Vacancy-interstitial pair production via electron-hole recombination in halide crystals

Abstract

The nature of the electronic states through which band-to-band excitations or excitons evolve into $F-H$ pairs is central to an understanding of defect production in halide crystals. The present paper develops a recent empirical model in which a self-trapped exciton becomes an $F-H$ pair through a relaxation process that preserves the $\sigma$ bond between the two halide ions on which the hole is localized. The model is shown to be consistent with relative energies of the initial and final states, and the potential surfaces which govern motion from one configuration to another have been investigated in terms of diabatic correlation rules. The defect state $F\left(1s\right)+H\left({\sigma }_u\right)$ lies on a potential surface which correlates with higher levels of free and self-trapped excitons and crosses the surface corresponding to the lowest exciton state.
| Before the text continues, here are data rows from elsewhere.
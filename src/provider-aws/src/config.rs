//! Config Loader: parses the `[Global]` key=value configuration document,
//! resolves a missing zone from the metadata service, and validates the
//! derived region (`SPEC_FULL.md` §4.1).
//!
//! There is no ini-parsing crate anywhere in this workspace's dependency
//! tree; this is a narrow, hand-rolled grammar in the same spirit as the
//! rest of the corpus's small bespoke parsers, not a general-purpose ini
//! reader.

use ccp_provider::error::ProviderError;
use ccp_provider::traits::MetadataResolver;
use ccp_provider::types::{region_of, CloudConfig, KNOWN_REGIONS};

const SECTION_GLOBAL: &str = "Global";
const KEY_ZONE: &str = "Zone";
const KEY_CLUSTER_TAG: &str = "KubernetesClusterTag";

/// The configuration document's raw contents, before zone resolution and
/// region validation.
#[derive(Debug, Default, Clone, PartialEq, Eq)]
struct ParsedDocument {
    zone: Option<String>,
    cluster_tag: Option<String>,
}

/// Parses a `[Global]\nKey = Value` document. Unknown sections are
/// ignored; unknown keys within `[Global]` are ignored. A key/value line
/// outside of any section is ignored.
fn parse_document(doc: &str) -> ParsedDocument {
    let mut parsed = ParsedDocument::default();
    let mut section = String::new();
    for line in doc.lines() {
        let line = line.trim();
        if line.is_empty() || line.starts_with('#') || line.starts_with(';') {
            continue;
        }
        if let Some(name) = line.strip_prefix('[').and_then(|s| s.strip_suffix(']')) {
            section = name.trim().to_string();
            continue;
        }
        if section != SECTION_GLOBAL {
            continue;
        }
        let Some((key, value)) = line.split_once('=') else {
            continue;
        };
        let key = key.trim();
        let value = value.trim().to_string();
        if key.eq_ignore_ascii_case(KEY_ZONE) {
            parsed.zone = Some(value);
        } else if key.eq_ignore_ascii_case(KEY_CLUSTER_TAG) {
            parsed.cluster_tag = Some(value);
        }
    }
    parsed
}

/// `len(zone) > 1` (spec.md §3).
fn validate_zone(zone: &str) -> Result<(), ProviderError> {
    if zone.len() <= 1 {
        return Err(ProviderError::ConfigInvalid(format!(
            "zone {zone:?} is too short to contain a region and an AZ letter"
        )));
    }
    Ok(())
}

fn validate_region(region: &str) -> Result<(), ProviderError> {
    if !KNOWN_REGIONS.contains(&region) {
        return Err(ProviderError::ConfigInvalid(format!(
            "region {region:?} (derived from zone) is not a known region"
        )));
    }
    Ok(())
}

/// Loads and validates the configuration, falling back to the metadata
/// service for a missing zone. Does not resolve `cluster_tag` from the
/// "self" instance's tags; that step needs a `ComputeService` and is the
/// caller's (`AwsCloudProvider::bootstrap`'s) responsibility.
pub async fn load_config(
    doc: &str,
    metadata: &dyn MetadataResolver,
) -> Result<CloudConfig, ProviderError> {
    let parsed = parse_document(doc);
    let zone = match parsed.zone {
        Some(zone) => zone,
        None => metadata.get("placement/availability-zone").await?,
    };
    validate_zone(&zone)?;
    validate_region(region_of(&zone))?;
    Ok(CloudConfig {
        zone,
        cluster_tag: parsed.cluster_tag,
    })
}

#[cfg(test)]
mod tests {
    use super::*;
    use async_trait::async_trait;

    struct StubMetadata(&'static str);

    #[async_trait]
    impl MetadataResolver for StubMetadata {
        async fn get(&self, _key: &str) -> Result<String, ProviderError> {
            Ok(self.0.to_string())
        }
    }

    #[test]
    fn parses_zone_and_cluster_tag() {
        let doc = "[Global]\nZone = us-east-1a\nKubernetesClusterTag = my-cluster\n";
        let parsed = parse_document(doc);
        assert_eq!(parsed.zone.as_deref(), Some("us-east-1a"));
        assert_eq!(parsed.cluster_tag.as_deref(), Some("my-cluster"));
    }

    #[test]
    fn ignores_keys_outside_global_section() {
        let doc = "[Other]\nZone = us-east-1a\n";
        let parsed = parse_document(doc);
        assert_eq!(parsed.zone, None);
    }

    #[tokio::test]
    async fn derives_region_from_zone() {
        let config = load_config("[Global]\nZone = eu-west-1b\n", &StubMetadata("unused"))
            .await
            .unwrap();
        assert_eq!(config.region(), "eu-west-1");
    }

    #[tokio::test]
    async fn rejects_unknown_region() {
        let result = load_config("[Global]\nZone = xx-yy-9z\n", &StubMetadata("unused")).await;
        assert!(matches!(result, Err(ProviderError::ConfigInvalid(_))));
    }

    #[tokio::test]
    async fn falls_back_to_metadata_for_missing_zone() {
        let config = load_config("[Global]\n", &StubMetadata("us-west-2c"))
            .await
            .unwrap();
        assert_eq!(config.zone, "us-west-2c");
    }
}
Possible bottlenecks and associated metastable intermediate states are discussed with reference to observations from time-resolved spectroscopy. The initial ionic motion between self-trapped exciton and $F\left(1s\right)+H\left({\sigma }_u\right)$ is not necessarily confined to a close-packed direction in alkali halides. The close $F-H$ pairs observed in alkaline-earth fluorides are cited as examples of initial vacancy formation involving rotation as well as translation of an excited halide pair, and an analogous reaction path in alkali halides is suggested.